## EXERCISE PROMPT
Going through the data below, please show each line containing the string "pure".

## ENTRIES SUPPLIED
»»

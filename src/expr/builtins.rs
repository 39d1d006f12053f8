//! Built-in methods and global functions available to expressions.

use crate::error::EvalError;
use crate::types::{Value, format_number, parse_number};

/// Result of a method call.
///
/// `updated` carries the new receiver for mutating methods (`push`, `pop`);
/// the evaluator writes it back through the scope.
#[derive(Debug, Clone, PartialEq)]
pub struct MethodOutcome {
    pub value: Value,
    pub updated: Option<Value>,
}

impl MethodOutcome {
    fn pure(value: Value) -> Self {
        Self {
            value,
            updated: None,
        }
    }
}

/// Call `name` on `target`. `None` if no such method exists.
pub fn call_method(
    target: &Value,
    name: &str,
    args: &[Value],
) -> Option<Result<MethodOutcome, EvalError>> {
    if name == "toString" {
        return Some(Ok(MethodOutcome::pure(Value::String(target.to_string()))));
    }
    match target {
        Value::Array(items) => array_method(items, name, args).map(Ok),
        Value::String(s) => string_method(s, name, args).map(Ok),
        Value::Number(n) => number_method(*n, name, args),
        _ => None,
    }
}

fn arg(args: &[Value], i: usize) -> Value {
    args.get(i).cloned().unwrap_or_default()
}

/// Resolve a possibly negative `slice` bound against `len`.
fn bound(value: &Value, len: usize, default: usize) -> usize {
    if value.is_nullish() {
        return default;
    }
    let n = value.to_number();
    if n.is_nan() {
        return 0;
    }
    let n = n.trunc();
    if n < 0.0 {
        (len as f64 + n).max(0.0) as usize
    } else {
        (n as usize).min(len)
    }
}

fn array_method(items: &[Value], name: &str, args: &[Value]) -> Option<MethodOutcome> {
    let outcome = match name {
        "push" => {
            let mut next = items.to_vec();
            next.extend(args.iter().cloned());
            MethodOutcome {
                value: Value::from(next.len()),
                updated: Some(Value::Array(next)),
            }
        }
        "pop" => {
            let mut next = items.to_vec();
            let popped = next.pop().unwrap_or_default();
            MethodOutcome {
                value: popped,
                updated: Some(Value::Array(next)),
            }
        }
        "shift" => {
            let mut next = items.to_vec();
            let first = if next.is_empty() {
                Value::Undefined
            } else {
                next.remove(0)
            };
            MethodOutcome {
                value: first,
                updated: Some(Value::Array(next)),
            }
        }
        "includes" => {
            let needle = arg(args, 0);
            let found = items
                .iter()
                .any(|item| item.strict_eq(&needle) || (is_nan(item) && is_nan(&needle)));
            MethodOutcome::pure(Value::Bool(found))
        }
        "indexOf" => {
            let needle = arg(args, 0);
            let index = items
                .iter()
                .position(|item| item.strict_eq(&needle))
                .map(|i| i as f64)
                .unwrap_or(-1.0);
            MethodOutcome::pure(Value::Number(index))
        }
        "join" => {
            let separator = match arg(args, 0) {
                Value::Undefined => ",".to_string(),
                other => other.to_string(),
            };
            let joined = items
                .iter()
                .map(|item| if item.is_nullish() { String::new() } else { item.to_string() })
                .collect::<Vec<_>>()
                .join(&separator);
            MethodOutcome::pure(Value::String(joined))
        }
        "slice" => {
            let start = bound(&arg(args, 0), items.len(), 0);
            let end = bound(&arg(args, 1), items.len(), items.len());
            let slice = if start < end { items[start..end].to_vec() } else { Vec::new() };
            MethodOutcome::pure(Value::Array(slice))
        }
        "concat" => {
            let mut next = items.to_vec();
            for value in args {
                match value {
                    Value::Array(more) => next.extend(more.iter().cloned()),
                    other => next.push(other.clone()),
                }
            }
            MethodOutcome::pure(Value::Array(next))
        }
        _ => return None,
    };
    Some(outcome)
}

fn string_method(s: &str, name: &str, args: &[Value]) -> Option<MethodOutcome> {
    let chars: Vec<char> = s.chars().collect();
    let value = match name {
        "toUpperCase" => Value::String(s.to_uppercase()),
        "toLowerCase" => Value::String(s.to_lowercase()),
        "trim" => Value::String(s.trim().to_string()),
        "includes" => Value::Bool(s.contains(&arg(args, 0).to_string())),
        "startsWith" => Value::Bool(s.starts_with(&arg(args, 0).to_string())),
        "endsWith" => Value::Bool(s.ends_with(&arg(args, 0).to_string())),
        "indexOf" => {
            let needle = arg(args, 0).to_string();
            let index = s
                .find(&needle)
                .map(|byte| s[..byte].chars().count() as f64)
                .unwrap_or(-1.0);
            Value::Number(index)
        }
        "slice" => {
            let start = bound(&arg(args, 0), chars.len(), 0);
            let end = bound(&arg(args, 1), chars.len(), chars.len());
            let slice: String = if start < end {
                chars[start..end].iter().collect()
            } else {
                String::new()
            };
            Value::String(slice)
        }
        "split" => match arg(args, 0) {
            Value::Undefined => Value::from(vec![s.to_string()]),
            separator => {
                let separator = separator.to_string();
                if separator.is_empty() {
                    Value::Array(chars.iter().map(|c| Value::String(c.to_string())).collect())
                } else {
                    Value::Array(s.split(separator.as_str()).map(Value::from).collect())
                }
            }
        },
        _ => return None,
    };
    Some(MethodOutcome::pure(value))
}

fn number_method(n: f64, name: &str, args: &[Value]) -> Option<Result<MethodOutcome, EvalError>> {
    match name {
        "toFixed" => {
            let digits = arg(args, 0).to_number();
            let digits = if digits.is_nan() { 0.0 } else { digits };
            if !(0.0..=100.0).contains(&digits) {
                return Some(Err(EvalError::Type(
                    "toFixed() digits argument must be between 0 and 100".to_string(),
                )));
            }
            let text = if n.is_finite() {
                format!("{:.*}", digits as usize, n)
            } else {
                format_number(n)
            };
            Some(Ok(MethodOutcome::pure(Value::String(text))))
        }
        _ => None,
    }
}

fn is_nan(value: &Value) -> bool {
    matches!(value, Value::Number(n) if n.is_nan())
}

/// Global conversion functions (`String(x)`, `Number(x)`, `Boolean(x)`,
/// `parseInt`, `parseFloat`). `None` if `name` is not one of them.
pub fn call_global(name: &str, args: &[Value]) -> Option<Result<Value, EvalError>> {
    let first = arg(args, 0);
    let value = match name {
        "String" => Value::String(if args.is_empty() { String::new() } else { first.to_string() }),
        "Number" => Value::Number(if args.is_empty() { 0.0 } else { first.to_number() }),
        "Boolean" => Value::Bool(first.is_truthy()),
        "parseFloat" => Value::Number(leading_number(&first.to_string(), true)),
        "parseInt" => Value::Number(leading_number(&first.to_string(), false)),
        "isNaN" => Value::Bool(first.to_number().is_nan()),
        _ => return None,
    };
    Some(Ok(value))
}

/// Parse the longest numeric prefix, as `parseFloat`/`parseInt` do.
fn leading_number(raw: &str, allow_fraction: bool) -> f64 {
    let s = raw.trim_start();
    let mut end = 0;
    let mut seen_digit = false;
    let mut seen_dot = false;
    for (i, c) in s.char_indices() {
        if c.is_ascii_digit() {
            seen_digit = true;
            end = i + 1;
        } else if (c == '-' || c == '+') && i == 0 {
            end = i + 1;
        } else if c == '.' && allow_fraction && !seen_dot {
            seen_dot = true;
            end = i + 1;
        } else {
            break;
        }
    }
    if !seen_digit {
        return f64::NAN;
    }
    let n = parse_number(s[..end].trim_end_matches('.'));
    if allow_fraction { n } else { n.trunc() }
}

««

## SOLUTION TO THE EXERCISE
    fn pure(value: Value) -> Self {
        return Some(Ok(MethodOutcome::pure(Value::String(target.to_string()))));
            MethodOutcome::pure(Value::Bool(found))
            MethodOutcome::pure(Value::Number(index))
            MethodOutcome::pure(Value::String(joined))
            MethodOutcome::pure(Value::Array(slice))
            MethodOutcome::pure(Value::Array(next))
    Some(MethodOutcome::pure(value))
            Some(Ok(MethodOutcome::pure(Value::String(text))))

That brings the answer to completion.